▶ **INPUT**:
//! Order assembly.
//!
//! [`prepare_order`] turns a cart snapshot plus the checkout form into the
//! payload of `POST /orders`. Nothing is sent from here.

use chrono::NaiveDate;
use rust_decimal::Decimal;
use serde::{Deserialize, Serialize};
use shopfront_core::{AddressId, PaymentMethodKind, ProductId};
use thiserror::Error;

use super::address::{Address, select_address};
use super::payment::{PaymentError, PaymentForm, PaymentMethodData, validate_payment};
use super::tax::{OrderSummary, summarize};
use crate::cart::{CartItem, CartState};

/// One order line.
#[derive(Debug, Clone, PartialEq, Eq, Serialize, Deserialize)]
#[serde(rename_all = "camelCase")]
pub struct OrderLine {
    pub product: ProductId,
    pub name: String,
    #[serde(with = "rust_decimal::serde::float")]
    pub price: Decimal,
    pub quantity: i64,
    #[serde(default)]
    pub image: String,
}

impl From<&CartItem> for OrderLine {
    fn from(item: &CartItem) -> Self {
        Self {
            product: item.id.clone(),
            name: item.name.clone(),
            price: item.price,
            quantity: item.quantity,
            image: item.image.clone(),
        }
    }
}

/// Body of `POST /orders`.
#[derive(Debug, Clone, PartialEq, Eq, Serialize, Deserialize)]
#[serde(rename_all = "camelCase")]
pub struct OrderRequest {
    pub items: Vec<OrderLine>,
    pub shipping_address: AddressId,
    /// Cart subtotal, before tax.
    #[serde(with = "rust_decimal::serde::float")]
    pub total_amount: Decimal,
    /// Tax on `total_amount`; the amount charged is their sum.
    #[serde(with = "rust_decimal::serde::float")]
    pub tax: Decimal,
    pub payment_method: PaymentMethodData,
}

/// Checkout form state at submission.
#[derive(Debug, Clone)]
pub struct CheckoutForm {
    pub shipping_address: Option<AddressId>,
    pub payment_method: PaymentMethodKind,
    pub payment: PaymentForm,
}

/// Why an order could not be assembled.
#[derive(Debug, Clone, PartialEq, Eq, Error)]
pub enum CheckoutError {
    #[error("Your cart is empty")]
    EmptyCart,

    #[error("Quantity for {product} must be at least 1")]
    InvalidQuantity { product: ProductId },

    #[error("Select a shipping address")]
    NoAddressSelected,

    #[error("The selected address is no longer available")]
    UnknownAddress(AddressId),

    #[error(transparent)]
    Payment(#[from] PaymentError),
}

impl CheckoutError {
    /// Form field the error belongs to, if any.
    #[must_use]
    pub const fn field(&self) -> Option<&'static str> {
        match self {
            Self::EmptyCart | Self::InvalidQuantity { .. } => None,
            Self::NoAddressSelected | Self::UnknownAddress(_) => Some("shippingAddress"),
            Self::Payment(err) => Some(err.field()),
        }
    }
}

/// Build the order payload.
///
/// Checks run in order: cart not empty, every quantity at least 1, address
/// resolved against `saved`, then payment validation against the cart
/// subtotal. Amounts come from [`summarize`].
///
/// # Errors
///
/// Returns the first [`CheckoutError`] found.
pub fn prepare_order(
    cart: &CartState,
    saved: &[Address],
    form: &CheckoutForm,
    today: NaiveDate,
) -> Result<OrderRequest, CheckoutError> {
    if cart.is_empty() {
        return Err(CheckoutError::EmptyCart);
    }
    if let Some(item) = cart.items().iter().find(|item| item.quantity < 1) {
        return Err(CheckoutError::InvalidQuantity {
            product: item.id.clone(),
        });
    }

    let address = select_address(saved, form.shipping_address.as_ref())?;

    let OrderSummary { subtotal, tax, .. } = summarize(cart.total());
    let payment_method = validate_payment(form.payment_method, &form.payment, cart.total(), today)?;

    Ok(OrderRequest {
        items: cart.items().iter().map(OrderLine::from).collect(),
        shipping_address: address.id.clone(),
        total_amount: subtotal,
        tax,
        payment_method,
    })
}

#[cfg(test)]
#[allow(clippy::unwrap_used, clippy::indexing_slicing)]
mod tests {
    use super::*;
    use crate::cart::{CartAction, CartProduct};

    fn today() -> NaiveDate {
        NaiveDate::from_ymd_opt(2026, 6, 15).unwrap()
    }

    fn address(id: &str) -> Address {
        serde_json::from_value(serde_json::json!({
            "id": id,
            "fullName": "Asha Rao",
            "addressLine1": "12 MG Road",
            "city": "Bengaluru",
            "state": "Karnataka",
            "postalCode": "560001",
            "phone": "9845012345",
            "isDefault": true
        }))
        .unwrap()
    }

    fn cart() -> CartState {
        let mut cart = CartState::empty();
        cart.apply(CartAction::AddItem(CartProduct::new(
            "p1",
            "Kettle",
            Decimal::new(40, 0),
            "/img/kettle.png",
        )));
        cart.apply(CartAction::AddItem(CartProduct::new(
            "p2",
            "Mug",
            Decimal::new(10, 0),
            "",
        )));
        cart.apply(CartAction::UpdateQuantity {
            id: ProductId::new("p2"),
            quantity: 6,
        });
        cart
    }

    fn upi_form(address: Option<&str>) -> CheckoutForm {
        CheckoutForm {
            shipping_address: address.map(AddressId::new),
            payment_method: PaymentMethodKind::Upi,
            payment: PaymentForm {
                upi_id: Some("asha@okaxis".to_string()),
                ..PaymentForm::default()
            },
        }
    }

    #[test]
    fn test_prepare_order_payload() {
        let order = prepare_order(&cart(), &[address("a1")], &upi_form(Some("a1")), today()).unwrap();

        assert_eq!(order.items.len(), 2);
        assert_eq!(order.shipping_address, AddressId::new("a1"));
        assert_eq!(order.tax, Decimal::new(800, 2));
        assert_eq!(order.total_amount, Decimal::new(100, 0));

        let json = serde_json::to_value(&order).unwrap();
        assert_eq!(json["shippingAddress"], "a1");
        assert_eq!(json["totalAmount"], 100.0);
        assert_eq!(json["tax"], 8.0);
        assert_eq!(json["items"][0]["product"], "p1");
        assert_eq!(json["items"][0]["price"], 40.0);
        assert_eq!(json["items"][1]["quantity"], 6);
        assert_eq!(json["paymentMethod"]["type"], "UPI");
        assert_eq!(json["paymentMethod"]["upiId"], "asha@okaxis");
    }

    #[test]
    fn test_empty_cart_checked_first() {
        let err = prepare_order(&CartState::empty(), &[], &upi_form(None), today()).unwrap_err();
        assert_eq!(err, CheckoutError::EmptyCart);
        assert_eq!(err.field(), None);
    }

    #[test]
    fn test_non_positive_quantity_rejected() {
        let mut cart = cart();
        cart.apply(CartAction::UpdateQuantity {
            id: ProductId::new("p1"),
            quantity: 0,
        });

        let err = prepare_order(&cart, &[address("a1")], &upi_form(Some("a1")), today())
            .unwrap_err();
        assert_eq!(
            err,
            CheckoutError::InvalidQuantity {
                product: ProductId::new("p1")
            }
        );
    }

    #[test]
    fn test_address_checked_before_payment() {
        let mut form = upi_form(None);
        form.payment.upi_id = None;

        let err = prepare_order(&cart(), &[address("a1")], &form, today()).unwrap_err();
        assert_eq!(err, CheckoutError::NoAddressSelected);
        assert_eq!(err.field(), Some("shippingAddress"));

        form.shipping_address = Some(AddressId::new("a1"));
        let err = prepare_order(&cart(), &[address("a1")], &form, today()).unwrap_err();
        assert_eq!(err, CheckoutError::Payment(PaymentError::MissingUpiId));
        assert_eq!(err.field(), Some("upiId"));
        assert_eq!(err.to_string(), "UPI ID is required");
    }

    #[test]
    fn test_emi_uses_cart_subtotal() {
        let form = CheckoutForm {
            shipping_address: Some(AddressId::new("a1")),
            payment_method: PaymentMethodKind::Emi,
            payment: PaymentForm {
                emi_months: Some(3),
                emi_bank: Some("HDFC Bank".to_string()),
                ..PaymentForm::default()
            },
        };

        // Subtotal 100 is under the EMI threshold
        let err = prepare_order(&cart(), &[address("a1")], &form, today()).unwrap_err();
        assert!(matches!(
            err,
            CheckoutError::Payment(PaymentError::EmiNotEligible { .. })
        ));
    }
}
...
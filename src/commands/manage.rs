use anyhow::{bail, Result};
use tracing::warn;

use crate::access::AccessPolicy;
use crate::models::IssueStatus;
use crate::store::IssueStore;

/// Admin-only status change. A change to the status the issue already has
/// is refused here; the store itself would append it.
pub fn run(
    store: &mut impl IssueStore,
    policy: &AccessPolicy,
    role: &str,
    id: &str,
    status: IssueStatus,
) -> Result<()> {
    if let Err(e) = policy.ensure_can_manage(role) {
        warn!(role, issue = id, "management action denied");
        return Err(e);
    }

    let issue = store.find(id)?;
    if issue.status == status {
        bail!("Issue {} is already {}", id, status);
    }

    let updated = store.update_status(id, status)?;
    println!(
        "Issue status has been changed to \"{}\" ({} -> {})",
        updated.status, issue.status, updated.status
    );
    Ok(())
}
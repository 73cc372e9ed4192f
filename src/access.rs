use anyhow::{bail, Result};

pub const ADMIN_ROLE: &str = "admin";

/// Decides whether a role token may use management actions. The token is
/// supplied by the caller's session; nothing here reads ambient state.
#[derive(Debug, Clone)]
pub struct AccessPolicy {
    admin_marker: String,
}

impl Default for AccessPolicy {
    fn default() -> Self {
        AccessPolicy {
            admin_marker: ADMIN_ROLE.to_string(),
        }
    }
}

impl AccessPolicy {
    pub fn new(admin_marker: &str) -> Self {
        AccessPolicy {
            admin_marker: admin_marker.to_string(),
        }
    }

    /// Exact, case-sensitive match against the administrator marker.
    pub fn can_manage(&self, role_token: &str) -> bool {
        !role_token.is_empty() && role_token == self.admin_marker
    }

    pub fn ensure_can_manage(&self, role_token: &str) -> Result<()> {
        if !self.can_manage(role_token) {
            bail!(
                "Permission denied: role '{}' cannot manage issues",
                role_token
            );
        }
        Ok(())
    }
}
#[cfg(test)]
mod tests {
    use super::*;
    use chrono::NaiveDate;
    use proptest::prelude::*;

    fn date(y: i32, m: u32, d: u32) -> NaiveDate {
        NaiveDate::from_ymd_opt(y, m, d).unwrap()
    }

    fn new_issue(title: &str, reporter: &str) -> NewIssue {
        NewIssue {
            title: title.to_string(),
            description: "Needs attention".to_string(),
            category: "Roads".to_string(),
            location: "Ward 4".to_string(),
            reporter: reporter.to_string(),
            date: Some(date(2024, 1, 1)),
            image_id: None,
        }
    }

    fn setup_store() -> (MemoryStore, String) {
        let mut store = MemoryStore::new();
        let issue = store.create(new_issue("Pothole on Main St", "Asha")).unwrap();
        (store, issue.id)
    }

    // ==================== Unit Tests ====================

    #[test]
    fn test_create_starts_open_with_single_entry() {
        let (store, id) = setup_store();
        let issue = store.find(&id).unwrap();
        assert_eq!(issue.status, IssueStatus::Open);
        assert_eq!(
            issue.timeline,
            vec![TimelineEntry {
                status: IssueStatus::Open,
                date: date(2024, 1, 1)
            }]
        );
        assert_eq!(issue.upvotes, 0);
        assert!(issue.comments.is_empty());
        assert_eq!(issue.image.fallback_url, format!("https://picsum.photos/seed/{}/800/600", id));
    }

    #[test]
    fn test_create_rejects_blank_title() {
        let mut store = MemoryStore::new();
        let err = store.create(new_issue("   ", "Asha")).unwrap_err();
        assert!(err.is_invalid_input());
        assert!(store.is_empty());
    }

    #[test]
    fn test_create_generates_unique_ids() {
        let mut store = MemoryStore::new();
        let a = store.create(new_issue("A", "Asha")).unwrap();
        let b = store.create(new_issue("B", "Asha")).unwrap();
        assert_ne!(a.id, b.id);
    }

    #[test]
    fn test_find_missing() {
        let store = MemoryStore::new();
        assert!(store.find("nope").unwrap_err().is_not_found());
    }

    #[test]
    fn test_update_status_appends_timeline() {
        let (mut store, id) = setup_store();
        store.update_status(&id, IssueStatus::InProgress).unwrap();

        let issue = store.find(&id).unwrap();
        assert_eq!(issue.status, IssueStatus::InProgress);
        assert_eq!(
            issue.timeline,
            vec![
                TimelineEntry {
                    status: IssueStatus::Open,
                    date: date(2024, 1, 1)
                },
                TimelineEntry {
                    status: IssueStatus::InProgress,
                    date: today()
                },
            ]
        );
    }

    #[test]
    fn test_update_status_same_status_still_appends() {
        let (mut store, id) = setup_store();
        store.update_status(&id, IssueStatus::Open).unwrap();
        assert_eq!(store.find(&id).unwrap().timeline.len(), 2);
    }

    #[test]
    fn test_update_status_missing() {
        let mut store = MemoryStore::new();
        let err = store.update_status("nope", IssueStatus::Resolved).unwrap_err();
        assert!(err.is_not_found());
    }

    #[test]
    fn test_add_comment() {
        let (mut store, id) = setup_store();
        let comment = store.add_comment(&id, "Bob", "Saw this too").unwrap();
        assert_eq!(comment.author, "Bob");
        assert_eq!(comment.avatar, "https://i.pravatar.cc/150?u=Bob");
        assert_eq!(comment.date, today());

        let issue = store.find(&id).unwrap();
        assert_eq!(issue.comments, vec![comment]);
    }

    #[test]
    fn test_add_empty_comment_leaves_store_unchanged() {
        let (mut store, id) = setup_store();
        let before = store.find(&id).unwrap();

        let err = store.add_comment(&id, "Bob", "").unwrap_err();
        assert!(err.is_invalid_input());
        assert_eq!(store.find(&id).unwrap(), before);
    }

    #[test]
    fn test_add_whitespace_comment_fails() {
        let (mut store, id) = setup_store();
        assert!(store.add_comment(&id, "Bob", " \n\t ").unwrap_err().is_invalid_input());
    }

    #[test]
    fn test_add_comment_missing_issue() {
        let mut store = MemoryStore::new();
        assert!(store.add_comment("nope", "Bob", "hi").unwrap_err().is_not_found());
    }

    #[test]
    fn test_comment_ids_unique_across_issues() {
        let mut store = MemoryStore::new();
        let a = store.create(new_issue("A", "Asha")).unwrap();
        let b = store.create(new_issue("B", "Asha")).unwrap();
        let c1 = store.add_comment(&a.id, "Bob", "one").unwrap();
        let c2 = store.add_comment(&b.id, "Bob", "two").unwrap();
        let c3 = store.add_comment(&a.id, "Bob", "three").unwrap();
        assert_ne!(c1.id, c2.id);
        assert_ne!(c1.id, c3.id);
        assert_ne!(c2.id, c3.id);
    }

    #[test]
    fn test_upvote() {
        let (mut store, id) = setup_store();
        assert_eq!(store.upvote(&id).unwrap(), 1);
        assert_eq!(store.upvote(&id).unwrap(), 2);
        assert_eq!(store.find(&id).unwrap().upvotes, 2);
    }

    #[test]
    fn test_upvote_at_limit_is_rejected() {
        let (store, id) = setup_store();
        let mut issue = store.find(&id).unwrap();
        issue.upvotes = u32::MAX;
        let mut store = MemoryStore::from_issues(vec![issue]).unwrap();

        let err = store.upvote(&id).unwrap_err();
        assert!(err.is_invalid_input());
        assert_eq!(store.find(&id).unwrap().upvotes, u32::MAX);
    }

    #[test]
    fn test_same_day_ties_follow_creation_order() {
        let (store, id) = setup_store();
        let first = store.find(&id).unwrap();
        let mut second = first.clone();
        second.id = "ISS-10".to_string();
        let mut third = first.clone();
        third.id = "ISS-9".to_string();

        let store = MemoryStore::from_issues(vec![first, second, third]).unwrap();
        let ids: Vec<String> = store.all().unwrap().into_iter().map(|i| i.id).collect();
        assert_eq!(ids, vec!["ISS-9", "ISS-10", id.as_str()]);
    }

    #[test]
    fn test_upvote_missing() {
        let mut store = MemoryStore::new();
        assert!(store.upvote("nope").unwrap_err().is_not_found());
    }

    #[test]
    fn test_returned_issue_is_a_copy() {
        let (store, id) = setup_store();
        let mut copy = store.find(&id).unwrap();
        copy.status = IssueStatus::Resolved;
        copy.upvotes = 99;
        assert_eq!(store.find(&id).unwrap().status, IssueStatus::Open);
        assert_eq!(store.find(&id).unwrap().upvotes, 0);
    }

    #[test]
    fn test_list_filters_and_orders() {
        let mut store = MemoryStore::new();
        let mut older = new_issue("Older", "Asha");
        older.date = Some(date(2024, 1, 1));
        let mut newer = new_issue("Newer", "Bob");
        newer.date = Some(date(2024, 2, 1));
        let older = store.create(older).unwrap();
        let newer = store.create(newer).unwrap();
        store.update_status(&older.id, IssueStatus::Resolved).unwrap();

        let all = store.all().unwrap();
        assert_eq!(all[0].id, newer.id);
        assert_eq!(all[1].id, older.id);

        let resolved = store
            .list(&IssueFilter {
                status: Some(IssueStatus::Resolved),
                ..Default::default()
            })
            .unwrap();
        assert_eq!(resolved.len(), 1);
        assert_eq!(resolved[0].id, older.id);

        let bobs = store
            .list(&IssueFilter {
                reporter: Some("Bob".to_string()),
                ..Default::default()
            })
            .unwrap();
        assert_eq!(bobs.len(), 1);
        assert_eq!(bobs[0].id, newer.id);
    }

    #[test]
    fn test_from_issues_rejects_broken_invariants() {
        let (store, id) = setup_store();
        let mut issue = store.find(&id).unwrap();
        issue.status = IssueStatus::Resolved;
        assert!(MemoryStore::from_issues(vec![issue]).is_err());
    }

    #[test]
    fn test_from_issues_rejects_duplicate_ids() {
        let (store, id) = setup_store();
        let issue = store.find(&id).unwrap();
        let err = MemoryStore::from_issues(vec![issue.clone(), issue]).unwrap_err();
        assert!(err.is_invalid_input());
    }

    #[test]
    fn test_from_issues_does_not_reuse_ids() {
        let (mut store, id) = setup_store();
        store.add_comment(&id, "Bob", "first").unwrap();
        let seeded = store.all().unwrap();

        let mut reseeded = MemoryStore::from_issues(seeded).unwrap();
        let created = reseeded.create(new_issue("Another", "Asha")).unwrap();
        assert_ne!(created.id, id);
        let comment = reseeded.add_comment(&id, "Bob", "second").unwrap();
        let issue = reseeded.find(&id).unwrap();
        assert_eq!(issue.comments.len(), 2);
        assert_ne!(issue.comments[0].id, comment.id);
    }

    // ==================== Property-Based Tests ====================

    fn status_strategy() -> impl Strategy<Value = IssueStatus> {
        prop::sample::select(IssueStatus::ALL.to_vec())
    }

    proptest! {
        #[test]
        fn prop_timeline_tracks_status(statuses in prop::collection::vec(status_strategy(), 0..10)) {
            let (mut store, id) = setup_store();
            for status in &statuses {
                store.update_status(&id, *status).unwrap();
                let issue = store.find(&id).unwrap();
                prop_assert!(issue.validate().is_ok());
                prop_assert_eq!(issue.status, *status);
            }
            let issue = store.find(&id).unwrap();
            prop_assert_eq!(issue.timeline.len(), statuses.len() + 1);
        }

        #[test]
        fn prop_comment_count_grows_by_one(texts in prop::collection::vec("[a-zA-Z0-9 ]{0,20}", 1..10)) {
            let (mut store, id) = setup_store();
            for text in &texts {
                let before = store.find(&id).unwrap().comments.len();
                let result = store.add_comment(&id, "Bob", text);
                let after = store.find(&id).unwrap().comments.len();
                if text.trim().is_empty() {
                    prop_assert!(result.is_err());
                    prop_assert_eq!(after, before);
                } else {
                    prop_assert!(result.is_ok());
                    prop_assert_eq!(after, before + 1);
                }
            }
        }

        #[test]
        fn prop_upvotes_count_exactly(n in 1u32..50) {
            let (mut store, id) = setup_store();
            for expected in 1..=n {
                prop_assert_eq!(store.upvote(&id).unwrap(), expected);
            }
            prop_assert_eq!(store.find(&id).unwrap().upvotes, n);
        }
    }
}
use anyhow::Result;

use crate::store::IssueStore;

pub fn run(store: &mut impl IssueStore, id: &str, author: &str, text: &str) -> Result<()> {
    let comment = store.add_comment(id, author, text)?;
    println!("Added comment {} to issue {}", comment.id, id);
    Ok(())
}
...
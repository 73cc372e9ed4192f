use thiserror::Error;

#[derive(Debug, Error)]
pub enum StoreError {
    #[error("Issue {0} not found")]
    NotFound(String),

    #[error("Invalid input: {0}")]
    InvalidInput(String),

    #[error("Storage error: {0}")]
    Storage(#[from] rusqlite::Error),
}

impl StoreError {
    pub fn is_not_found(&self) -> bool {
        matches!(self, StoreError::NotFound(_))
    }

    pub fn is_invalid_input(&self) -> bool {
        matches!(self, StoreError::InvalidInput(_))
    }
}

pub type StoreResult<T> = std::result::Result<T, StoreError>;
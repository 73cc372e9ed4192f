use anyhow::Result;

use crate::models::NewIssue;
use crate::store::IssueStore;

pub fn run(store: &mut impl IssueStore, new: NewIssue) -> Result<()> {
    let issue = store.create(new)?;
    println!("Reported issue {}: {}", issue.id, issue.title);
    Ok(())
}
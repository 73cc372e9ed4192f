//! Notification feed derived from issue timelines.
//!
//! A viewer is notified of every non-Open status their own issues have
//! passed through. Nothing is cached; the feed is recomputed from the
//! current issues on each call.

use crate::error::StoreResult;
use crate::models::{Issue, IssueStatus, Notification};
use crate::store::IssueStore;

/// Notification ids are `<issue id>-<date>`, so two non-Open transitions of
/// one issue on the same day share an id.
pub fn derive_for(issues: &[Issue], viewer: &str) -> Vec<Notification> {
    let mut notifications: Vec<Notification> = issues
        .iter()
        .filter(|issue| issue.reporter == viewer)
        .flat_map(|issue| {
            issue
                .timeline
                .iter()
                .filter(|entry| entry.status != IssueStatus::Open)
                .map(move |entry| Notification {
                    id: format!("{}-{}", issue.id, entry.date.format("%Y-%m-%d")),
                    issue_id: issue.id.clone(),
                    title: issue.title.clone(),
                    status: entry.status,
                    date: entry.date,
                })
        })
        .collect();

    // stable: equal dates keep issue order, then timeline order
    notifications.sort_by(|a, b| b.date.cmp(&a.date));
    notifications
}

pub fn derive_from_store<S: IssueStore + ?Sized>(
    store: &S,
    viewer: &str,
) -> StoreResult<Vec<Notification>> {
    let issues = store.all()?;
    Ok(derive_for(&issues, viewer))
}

▶ **THE PROBLEM**: Check the data for the word "statuses" and pull out the lines that have it.

▶ **SOLUTION**:
        fn prop_timeline_tracks_status(statuses in prop::collection::vec(status_strategy(), 0..10)) {
            for status in &statuses {
            prop_assert_eq!(issue.timeline.len(), statuses.len() + 1);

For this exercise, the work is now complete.